Traveling as a family of four has its challenges. Traveling as the lone woman in a family of boys can be tough too. And the fact is that while I am far from the girly girl my parents thought they were getting, I do have a reputation for preferring luxe and lush to down and dirty. My boys (including my husband Ish), on the other hand, have yet to meet a mud pit or dark cave they didn’t need to explore. I love them dearly but it’s the kind of dynamic that can cause some tension when it comes to itinerary setting.

In most of the countries we had explored since leaving Canada  for a year of family travel in July 2011 we’ve been able to find something for most of us but Thailand, where we spent two weeks this winter, was by far the first spot where we all got everything we wanted and more.

Part of it is geographical: At the tip of South east Asia Thailand has the benefits of tropical climes and idyllic islands. The protected gulf of Thailand provides plenty of opportunities for getting out on the water and the interior with it’s jungle landscape to the north offer the opportunity to get as adventurous as you like.

You can live like a pauper without the pain in a beach hut or homestay or live like a King or Queen at places that would cost you much, much more at home.

The most difficult thing about a visit to Thailand is divvying up your time. Will you spend your days on  jetskis and and eating from street vendors or indulge in some of the finer things.

Our family was split (3-1) with me on the losing end – so we compromised.

We started our adventure leg in Khao Sok. an area just north of Chiang Mai.  I was okay when we got into the rubber dinghy; okay when I realized we were going through the mangroves; even okay when the boys wanted to sit up front. But Kong, our guide, was really pushing it when she suggested we look up.

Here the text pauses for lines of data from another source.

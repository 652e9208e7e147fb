//! Snapshot persistence ports for the local store and the cloud mirror.

use crate::task::domain::Task;
use async_trait::async_trait;
use chrono::{DateTime, Utc};
use std::sync::Arc;
use thiserror::Error;
use tokio::sync::broadcast;

/// Result type for snapshot store operations.
pub type SnapshotStoreResult<T> = Result<T, SnapshotStoreError>;

/// Persistence contract shared by the local store and the cloud mirror.
///
/// Both backends serialise the full task collection as one snapshot under a
/// fixed key. Neither holds an authoritative copy: the sync orchestrator
/// owns the canonical in-memory collection and stores only serialise and
/// deserialise snapshots on request.
#[async_trait]
pub trait SnapshotStore: Send + Sync {
    /// Persists the full task collection, replacing any prior snapshot.
    ///
    /// # Errors
    ///
    /// Returns [`SnapshotStoreError`] on serialisation or I/O failure.
    /// Callers log and swallow the failure; a failed save never loses the
    /// in-memory collection.
    async fn save(&self, tasks: &[Task]) -> SnapshotStoreResult<()>;

    /// Loads the most recent snapshot.
    ///
    /// Returns `None` when no snapshot exists and on any decode failure,
    /// which is treated identically to missing data and logged by the
    /// adapter.
    async fn load(&self) -> Option<Vec<Task>>;
}

/// Reason attached to an externally originated cloud store change.
///
/// Mirrors the change reasons the underlying key-value store reports; only
/// server-originated and initial-sync changes trigger a re-merge.
#[derive(Debug, Clone, Copy, PartialEq, Eq)]
pub enum CloudChangeReason {
    /// Another device wrote the snapshot key.
    ServerChange,
    /// First synchronisation after the store became reachable.
    InitialSync,
    /// The store rejected a write for exceeding its capacity ceiling.
    QuotaViolation,
}

/// Notification of a cloud store change not caused by this process.
#[derive(Debug, Clone, Copy, PartialEq, Eq)]
pub struct CloudChange {
    /// Why the store reported the change.
    pub reason: CloudChangeReason,
}

/// Cloud key-value mirror contract.
///
/// Extends the snapshot contract with availability (the store may be
/// unreachable, e.g. no account signed in, in which case `save` becomes a
/// no-op and `load` returns `None`), a last-successful-sync timestamp, and
/// a subscription for externally originated changes.
#[async_trait]
pub trait CloudStore: SnapshotStore {
    /// Returns whether the cloud store is currently reachable.
    fn is_available(&self) -> bool;

    /// Returns the time of the last successful save or load, if any.
    fn last_sync(&self) -> Option<DateTime<Utc>>;

    /// Subscribes to externally originated change notifications.
    ///
    /// Changes caused by this process's own writes are never emitted.
    fn subscribe_changes(&self) -> broadcast::Receiver<CloudChange>;
}

/// Errors returned by snapshot store implementations.
#[derive(Debug, Clone, Error)]
pub enum SnapshotStoreError {
    /// The task collection could not be serialised or deserialised.
    #[error("snapshot serialisation failed: {0}")]
    Serialisation(Arc<dyn std::error::Error + Send + Sync>),

    /// The backing store rejected the read or write.
    #[error("snapshot store I/O failed: {0}")]
    Io(Arc<dyn std::error::Error + Send + Sync>),

    /// The snapshot exceeds the store's capacity ceiling.
    #[error("snapshot of {size} bytes exceeds the store capacity")]
    QuotaExceeded {
        /// Serialised snapshot size in bytes.
        size: usize,
    },
}

impl SnapshotStoreError {
    /// Wraps a serialisation error.
    pub fn serialisation(err: impl std::error::Error + Send + Sync + 'static) -> Self {
        Self::Serialisation(Arc::new(err))
    }

    /// Wraps an I/O error.
    pub fn io(err: impl std::error::Error + Send + Sync + 'static) -> Self {
        Self::Io(Arc::new(err))
    }
}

“Do you see it? Up in the tree?” the obvious glee in Kong’s voice. “That’s ayellow diamond back python. He must be sleeping.”

“Then why are you yelling?” I thought. “We don’t need him awake.”

I look around me to see how many other members of my family are equally concerned by this woman who is now holding a stick and jabbing it in the snake’s direction to show us where it’s lying and I can’t find anyone who shares my fear.

Instead two little boys who are itching to find a stick for themselves and a dad who is helping them to look meet my horrified stare.

And it was like that for days. At the Elephant Hills resort we stumbled on more than just the tree-sleeping pythons. We rode bamboo rafts across the murky waters, we swung on jungle vines and slipped and slid through a muddy junglescape on our way to the most unique lunch experience I’ve ever encountered. Meals were cooked over a makeshift fire and the cream for our curry came from a coconut picked on the spot.

On a sea canoe experience in the more touristy Phuket, we squeezed through cave entrances so small that our guide (who insisted we call him little Buddha) had to let air out of the raft (while we were in it) to get us through.  In northern Chiang Mai we zipped with the Flight of the Gibbon crew on lines that ran high above the ground …in a rain storm.  And after spotting some young boys kickboxing on a rooftop above the night market in Chiang Mai city I watched the boys learn the Muay Thai moves from former champ Burklerk Pinsinchai during impromptu lessons. At the end of each day we were tired, dirty and surprisingly happy. The boys more than me, but the adrenaline rush of this constant adventure did begin to win me over. Still when we move over to the Four Seasons Chiang Mai I cement my faith in luxe living. Set among acres of working rice paddies with all of the comforts and service you expect from a Four Seasons resort and a  jaw dropping landscape that makes you feel eons away from reality but completely in Thailand, this hotel won me over immediately.

Then they opened the doors to our suite.

About the size of an entire house in Canada, the suite was a welcome change from months of sharing a room or squeezing into tight apartments.  Suddenly there was room for each of us and then some. Meals served on good china, fresh fruit waiting in our rooms, turn down service and a spa that still has my full attention.

 My heart soared again on a visit to the Mandarin Oriental Dhara Dheviin Chiang Mai where temple like buildings and private villas boast private plunge pools.  And I believe I fell in love a little  with my masseuse at the Evason Resort and spa where she not only kneaded out my knots but then invited me to bring the kids in for lessons on how to massage my neck when we get home.

It wasn’t all pampering though. I had other plans for those boys.

One of the things I’ve always wanted to do in Thailand is to learn to cook.

I love food but cooking – with two kids underfoot and hungry, and the time it can require – is the bane of my existence.

If I could get the kids (and hubby) interested in making meals, well ….win/win.

We spent time with an Executive Chef at the Four Seasons in Chiang Mai and we took lessons again (we needed as much help as we could get ) at the “Cooking @Home” cooking school where  Yui runs an intimate cooking school with a view in her home.

The boys took to the lessons like champs and Ish was only threatened with a rolling pin once.  We laughed and cooked and ate and admitted that my favourites weren’t as bad as they’d imagined.

By the end of the trip we’d all gained something. A mix of adventure and pampering for sure, but time together as a family sharing what we loved made it the perfect place to create holiday memories.